#### WHAT THIS TASK INVOLVES:
Copy every line from the records below that holds the word "names".

Collected data entries
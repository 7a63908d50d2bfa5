//! Forward-only reader over an uplink payload.
//!
//! Each read consumes a fixed number of bytes with a nom number parser and
//! advances the position; a read that does not fit leaves the cursor
//! untouched and reports how many bytes the payload would have needed.

use crate::error::PayloadError;
use nom::number::complete::{be_i16, le_f32, le_i32, le_u16, le_u24, le_u32, u8 as parse_u8};
use nom::IResult;

#[derive(Debug, Clone)]
pub struct ByteCursor<'a> {
    data: &'a [u8],
    position: usize,
}

impl<'a> ByteCursor<'a> {
    pub fn new(data: &'a [u8]) -> Self {
        Self { data, position: 0 }
    }

    pub fn position(&self) -> usize {
        self.position
    }

    /// Total payload length
    pub fn len(&self) -> usize {
        self.data.len()
    }

    pub fn is_empty(&self) -> bool {
        self.data.is_empty()
    }

    pub fn remaining(&self) -> usize {
        self.data.len() - self.position
    }

    /// Whether `width` more bytes can be read
    pub fn has(&self, width: usize) -> bool {
        self.remaining() >= width
    }

    fn take<T>(
        &mut self,
        width: usize,
        parser: impl FnOnce(&'a [u8]) -> IResult<&'a [u8], T>,
    ) -> Result<T, PayloadError> {
        let input = &self.data[self.position..];
        match parser(input) {
            Ok((rest, value)) => {
                self.position = self.data.len() - rest.len();
                Ok(value)
            }
            Err(_) => Err(PayloadError::Truncated {
                got: self.data.len(),
                expected: self.position + width,
            }),
        }
    }

    pub fn read_u8(&mut self) -> Result<u8, PayloadError> {
        self.take(1, parse_u8)
    }

    pub fn read_u16_le(&mut self) -> Result<u16, PayloadError> {
        self.take(2, le_u16)
    }

    pub fn read_i16_be(&mut self) -> Result<i16, PayloadError> {
        self.take(2, be_i16)
    }

    pub fn read_u24_le(&mut self) -> Result<u32, PayloadError> {
        self.take(3, le_u24)
    }

    pub fn read_u32_le(&mut self) -> Result<u32, PayloadError> {
        self.take(4, le_u32)
    }

    pub fn read_i32_le(&mut self) -> Result<i32, PayloadError> {
        self.take(4, le_i32)
    }

    pub fn read_f32_le(&mut self) -> Result<f32, PayloadError> {
        self.take(4, le_f32)
    }
}
//! TTN uplink decoder entry points
//!
//! Both entry points run the same synchronous pipeline: check the integration,
//! normalize the payload, validate the profile, decode, assemble. They are
//! `async` only so the ingestion pipeline gets one uniform failure channel;
//! nothing inside awaits.

use crate::error::{ConfigError, DecodeError};
use crate::logging::log_debug;
use crate::measurement::{DecodeResult, MeasurementAssembler};
use crate::payload::PayloadInput;
use crate::profile::{ProfileDecoder, ValidatedProfile};
use crate::sensor_box::SensorBox;
use crate::util::logging::log_payload_hex;
use chrono::{DateTime, Utc};

/// Decode a raw byte payload for `sensor_box`.
///
/// Measurements without a decoded timestamp get `timestamp`, or the time of
/// this call when `None`.
pub async fn decode_buffer(
    payload: &[u8],
    sensor_box: &SensorBox,
    timestamp: Option<DateTime<Utc>>,
) -> Result<DecodeResult, DecodeError> {
    decode_payload(PayloadInput::Bytes(payload), sensor_box, timestamp)
}

/// Decode a base64 payload (TTN's `payload_raw`) for `sensor_box`.
pub async fn decode_base64(
    payload: &str,
    sensor_box: &SensorBox,
    timestamp: Option<DateTime<Utc>>,
) -> Result<DecodeResult, DecodeError> {
    decode_payload(PayloadInput::Base64(payload), sensor_box, timestamp)
}

/// Synchronous core shared by the async entry points
pub fn decode_payload(
    payload: PayloadInput<'_>,
    sensor_box: &SensorBox,
    timestamp: Option<DateTime<Utc>>,
) -> Result<DecodeResult, DecodeError> {
    let now = Utc::now();

    if sensor_box.ttn().is_none() {
        return Err(ConfigError::MissingIntegration.into());
    }
    let bytes = payload.normalize()?;
    log_payload_hex("Decoding payload", &bytes);

    let profile = ValidatedProfile::validate(sensor_box).map_err(|e| {
        log_debug(&format!("Rejected box configuration: {e}"));
        e
    })?;
    log::debug!(
        "Using profile '{}' ({} bytes expected, {} received)",
        profile.profile(),
        profile.expected_len(),
        bytes.len()
    );

    let output = profile.decode(&bytes)?;
    let result = MeasurementAssembler::new(timestamp, now).assemble(output);
    log::debug!(
        "Decoded {} measurements with {} warnings",
        result.data.len(),
        result.warnings.len()
    );
    Ok(result)
}
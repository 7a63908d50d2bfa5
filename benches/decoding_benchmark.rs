use criterion::{black_box, criterion_group, criterion_main, Criterion};
use ttn_payload_decoder::{decode_payload, PayloadInput, SensorBox};

fn load_box(json: &str) -> SensorBox {
    SensorBox::from_json_str(json).unwrap()
}

fn benchmark_sbhome(c: &mut Criterion) {
    let sensor_box = load_box(include_str!("../tests/data/ttn_box_sbhome.json"));
    let payload = [0xf9, 0x79, 0x6e, 0x14, 0x22, 0xe3, 0x00, 0x10, 0x00, 0x0c, 0x00, 0x00];

    c.bench_function("decode_sbhome", |b| {
        b.iter(|| {
            let result = decode_payload(PayloadInput::Bytes(black_box(&payload)), &sensor_box, None);
            let _ = black_box(result);
        })
    });
}

fn benchmark_lora_serialization(c: &mut Criterion) {
    let sensor_box = load_box(include_str!(
        "../tests/data/ttn_box_loraserialization_advanced.json"
    ));
    let payload = "+5ak5RgD5Dx1AA+M7lgpCQB1GQMAEnoADxj5WHoN";

    c.bench_function("decode_lora_serialization_base64", |b| {
        b.iter(|| {
            let result = decode_payload(PayloadInput::Base64(black_box(payload)), &sensor_box, None);
            let _ = black_box(result);
        })
    });
}

criterion_group!(benches, benchmark_sbhome, benchmark_lora_serialization);
criterion_main!(benches);
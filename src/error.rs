//! # Decoder Error Handling
//!
//! This module defines the error types returned by the decoding entry points.
//! The `Display` text of every variant is relied upon by callers of the
//! ingestion API, so messages must not change.

use thiserror::Error;

/// The box configuration is structurally unusable for its profile.
#[derive(Debug, Error, Clone, PartialEq, Eq)]
pub enum ConfigError {
    /// The box carries no TTN integration block.
    #[error("box has no TTN configuration")]
    MissingIntegration,

    /// The integration names a profile this crate does not know.
    #[error("profile '{0}' is not supported")]
    UnsupportedProfile(String),

    /// The byteMask is missing or malformed.
    #[error("profile '{0}' requires a valid byteMask")]
    InvalidByteMask(String),

    /// The box has fewer sensors than the profile needs.
    #[error("box requires at least {0} sensors")]
    InsufficientSensors(usize),

    /// The decodeOptions list is missing or empty.
    #[error("profile '{0}' requires valid decodeOptions")]
    InvalidDecodeOptions(String),

    /// A value-producing decode option carries no sensor reference.
    #[error("invalid decodeOptions. requires at least one of [sensor_id, sensor_title, sensor_type]")]
    AmbiguousSensorRef,

    /// A decode option names a decoder missing from the transformer registry.
    #[error("'{0}' is not a supported transformer")]
    UnknownTransformer(String),

    /// A sensor reference does not match any sensor of the box.
    #[error("box does not contain sensors mentioned in byteMask")]
    UnresolvedSensor,
}

/// The payload itself cannot be decoded.
#[derive(Debug, Error, Clone, PartialEq, Eq)]
pub enum PayloadError {
    /// Zero bytes after normalization.
    #[error("payload may not be empty")]
    Empty,

    /// The base64 text could not be decoded.
    #[error("payload is not valid base64: {0}")]
    InvalidBase64(String),

    /// Fewer bytes than the decoder needs.
    #[error("incorrect amount of bytes: got {got}, should be {expected}")]
    Truncated { got: usize, expected: usize },

    /// A decoded unix timestamp is outside the representable range.
    #[error("invalid unix timestamp: {0}")]
    InvalidTimestamp(i64),
}

/// Any failure of `decode_buffer` / `decode_base64`.
#[derive(Debug, Error, Clone, PartialEq, Eq)]
pub enum DecodeError {
    #[error(transparent)]
    Config(#[from] ConfigError),

    #[error(transparent)]
    Payload(#[from] PayloadError),
}

/// Failure to load a box configuration from disk or text.
#[derive(Debug, Error)]
pub enum ConfigLoadError {
    #[error("could not read box configuration: {0}")]
    Io(#[from] std::io::Error),

    #[error("could not parse box configuration: {0}")]
    Json(#[from] serde_json::Error),
}

#[cfg(test)]
mod tests {
    use super::*;

    #[test]
    fn test_transparent_display() {
        let err: DecodeError = ConfigError::UnsupportedProfile(":^)".to_string()).into();
        assert_eq!(err.to_string(), "profile ':^)' is not supported");

        let err: DecodeError = PayloadError::Empty.into();
        assert_eq!(err.to_string(), "payload may not be empty");
    }
}
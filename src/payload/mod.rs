//! # Payload Input Handling
//!
//! Uplinks reach the decoder either as raw bytes or as the base64 text TTN
//! puts into `payload_raw`. Both forms are normalized into one byte buffer
//! before any profile looks at them.

pub mod cursor;

pub use cursor::ByteCursor;

use crate::error::PayloadError;
use base64::alphabet;
use base64::engine::general_purpose::{GeneralPurpose, GeneralPurposeConfig};
use base64::engine::DecodePaddingMode;
use base64::Engine;
use std::borrow::Cow;

/// Standard alphabet, padding optional on input.
const LENIENT_BASE64: GeneralPurpose = GeneralPurpose::new(
    &alphabet::STANDARD,
    GeneralPurposeConfig::new().with_decode_padding_mode(DecodePaddingMode::Indifferent),
);

/// A payload in one of the two accepted encodings
#[derive(Debug, Clone, Copy)]
pub enum PayloadInput<'a> {
    Bytes(&'a [u8]),
    Base64(&'a str),
}

impl<'a> PayloadInput<'a> {
    /// Convert to bytes, rejecting payloads that end up empty.
    pub fn normalize(self) -> Result<Cow<'a, [u8]>, PayloadError> {
        let bytes = match self {
            PayloadInput::Bytes(bytes) => Cow::Borrowed(bytes),
            PayloadInput::Base64(text) => Cow::Owned(
                LENIENT_BASE64
                    .decode(text.trim())
                    .map_err(|e| PayloadError::InvalidBase64(e.to_string()))?,
            ),
        };

        if bytes.is_empty() {
            return Err(PayloadError::Empty);
        }
        Ok(bytes)
    }
}

impl<'a> From<&'a [u8]> for PayloadInput<'a> {
    fn from(bytes: &'a [u8]) -> Self {
        PayloadInput::Bytes(bytes)
    }
}

impl<'a> From<&'a str> for PayloadInput<'a> {
    fn from(text: &'a str) -> Self {
        PayloadInput::Base64(text)
    }
}
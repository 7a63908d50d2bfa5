//! Decoder Constants
//!
//! Profile names, payload layouts and sensor titles shared by the profiles.

/// Profile name of the byte-per-sensor debugging profile
pub const PROFILE_DEBUG: &str = "debug";

/// Profile name of the senseBox:home LoRa profile
pub const PROFILE_SBHOME: &str = "sbhome";

/// Profile name of the configurable lora-serialization profile
pub const PROFILE_LORA_SERIALIZATION: &str = "lora-serialization";

/// Number of bytes (and byteMask entries) of a debug payload
pub const DEBUG_PAYLOAD_LEN: usize = 3;

/// Number of bytes of a senseBox:home payload
pub const SBHOME_PAYLOAD_LEN: usize = 12;

/// Number of sensors the senseBox:home hardware carries
pub const SBHOME_SENSOR_COUNT: usize = 5;

/// Sensor titles a senseBox:home box is registered with
pub const SBHOME_TITLE_TEMPERATURE: &str = "Temperatur";
pub const SBHOME_TITLE_HUMIDITY: &str = "rel. Luftfeuchte";
pub const SBHOME_TITLE_PRESSURE: &str = "Luftdruck";
pub const SBHOME_TITLE_LIGHT_INTENSITY: &str = "Beleuchtungsstärke";
pub const SBHOME_TITLE_UV_LIGHT: &str = "UV-Intensität";

/// Fixed-point divisor of the `latLng` transformer
pub const LAT_LNG_DIVISOR: f64 = 1e6;

/// Hex dumps in debug logs are cut after this many bytes
pub const MAX_LOG_BYTES: usize = 64;
//! Session controller: the single owner of a `RecipeState`.
//!
//! Every mutating call re-encodes the state and hands the fragment to the
//! `FragmentStore`, so the store always holds the latest recipe.

use super::codec;
use super::engine::{compute_recipe, RecipeLine};
use super::types::{FieldUpdate, IngredientId, IngredientKind, RecipeState, StateError};
use crate::catalog::{CatalogError, KnownSolids};

/// Where the encoded fragment lives between loads.
pub trait FragmentStore {
    /// Current fragment text (may be empty).
    fn load(&self) -> String;

    /// Replace the fragment text.
    fn persist(&mut self, fragment: &str);
}

/// In-memory fragment, e.g. the `#...` part of a URL held by a caller.
#[derive(Debug, Clone, Default, PartialEq, Eq)]
pub struct MemoryFragment {
    fragment: String,
    writes: usize,
}

impl MemoryFragment {
    pub fn new(fragment: impl Into<String>) -> Self {
        MemoryFragment {
            fragment: fragment.into(),
            writes: 0,
        }
    }

    pub fn as_str(&self) -> &str {
        &self.fragment
    }

    /// Number of `persist` calls so far.
    pub fn writes(&self) -> usize {
        self.writes
    }
}

impl FragmentStore for MemoryFragment {
    fn load(&self) -> String {
        self.fragment.clone()
    }

    fn persist(&mut self, fragment: &str) {
        self.fragment = fragment.to_string();
        self.writes += 1;
    }
}

/// Errors from session operations. None of them leave the state changed.
#[derive(Debug, Clone, PartialEq, thiserror::Error)]
pub enum SessionError {
    #[error(transparent)]
    State(#[from] StateError),
    #[error("ingredient {0} is not a solid")]
    NotASolid(IngredientId),
    #[error("'{0}' is not a known solid")]
    UnknownKnownSolid(String),
}

pub struct Session<S: FragmentStore> {
    state: RecipeState,
    store: S,
    known_solids: KnownSolids,
}

impl<S: FragmentStore> Session<S> {
    /// Decode whatever the store holds (falling back to the default recipe).
    pub fn open(store: S) -> Self {
        let state = codec::decode(&store.load());
        tracing::debug!(
            liquids = state.liquids.len(),
            solids = state.solids.len(),
            "session opened"
        );
        Session {
            state,
            store,
            known_solids: KnownSolids::new(),
        }
    }

    pub fn state(&self) -> &RecipeState {
        &self.state
    }

    pub fn store(&self) -> &S {
        &self.store
    }

    pub fn into_store(self) -> S {
        self.store
    }

    /// Current fragment text for the state.
    pub fn fragment(&self) -> String {
        codec::encode(&self.state)
    }

    /// Recompute the recipe from scratch.
    pub fn recipe(&self) -> Vec<RecipeLine> {
        compute_recipe(&self.state)
    }

    fn persist(&mut self) {
        let fragment = codec::encode(&self.state);
        self.store.persist(&fragment);
    }

    pub fn add_liquid(&mut self) -> Result<IngredientId, SessionError> {
        let id = self.state.add_liquid()?;
        self.persist();
        Ok(id)
    }

    pub fn add_solid(&mut self) -> Result<IngredientId, SessionError> {
        let id = self.state.add_solid()?;
        self.persist();
        Ok(id)
    }

    pub fn remove(&mut self, id: IngredientId) -> Result<IngredientKind, SessionError> {
        let kind = self
            .state
            .remove(id)
            .ok_or(StateError::UnknownIngredient(id))?;
        self.persist();
        Ok(kind)
    }

    pub fn update_field(&mut self, id: IngredientId, update: FieldUpdate) -> Result<(), SessionError> {
        self.state.update_field(id, update)?;
        self.persist();
        Ok(())
    }

    pub fn set_total_volume(&mut self, volume: Option<f64>) {
        self.state.total_volume = volume;
        self.persist();
    }

    pub fn set_volume_units(&mut self, units: &str) {
        self.state.volume_units = units.to_string();
        self.persist();
    }

    pub fn set_mass_units(&mut self, units: &str) {
        self.state.mass_units = units.to_string();
        self.persist();
    }

    /// Catalog key carried in the fragment, if any.
    pub fn catalog_key(&self) -> Option<&str> {
        self.state.tinyurl.as_deref().filter(|k| !k.is_empty())
    }

    pub fn known_solids(&self) -> &KnownSolids {
        &self.known_solids
    }

    /// Take the outcome of a catalog fetch. Failures are logged and leave the
    /// current table as it is.
    pub fn apply_catalog(&mut self, result: Result<KnownSolids, CatalogError>) {
        match result {
            Ok(solids) => {
                tracing::info!(entries = solids.len(), "known solids updated");
                self.known_solids = solids;
            }
            Err(e) => tracing::warn!(error = %e, "catalog unavailable"),
        }
    }

    /// Pre-fill a solid's name and displacement from the catalog.
    pub fn select_known_solid(&mut self, id: IngredientId, name: &str) -> Result<(), SessionError> {
        if !self.state.solids.contains_key(&id) {
            return Err(match self.state.kind_of(id) {
                Some(_) => SessionError::NotASolid(id),
                None => SessionError::State(StateError::UnknownIngredient(id)),
            });
        }
        let displacement = *self
            .known_solids
            .get(name)
            .ok_or_else(|| SessionError::UnknownKnownSolid(name.to_string()))?;
        self.state
            .update_field(id, FieldUpdate::Name(name.to_string()))?;
        self.state
            .update_field(id, FieldUpdate::Displacement(Some(displacement)))?;
        self.persist();
        Ok(())
    }
}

#### SOLUTION TO THIS EXERCISE:
    /// The integration names a profile this crate does not know.
    /// A decode option names a decoder missing from the transformer registry.
//! Profile names, payload layouts and sensor titles shared by the profiles.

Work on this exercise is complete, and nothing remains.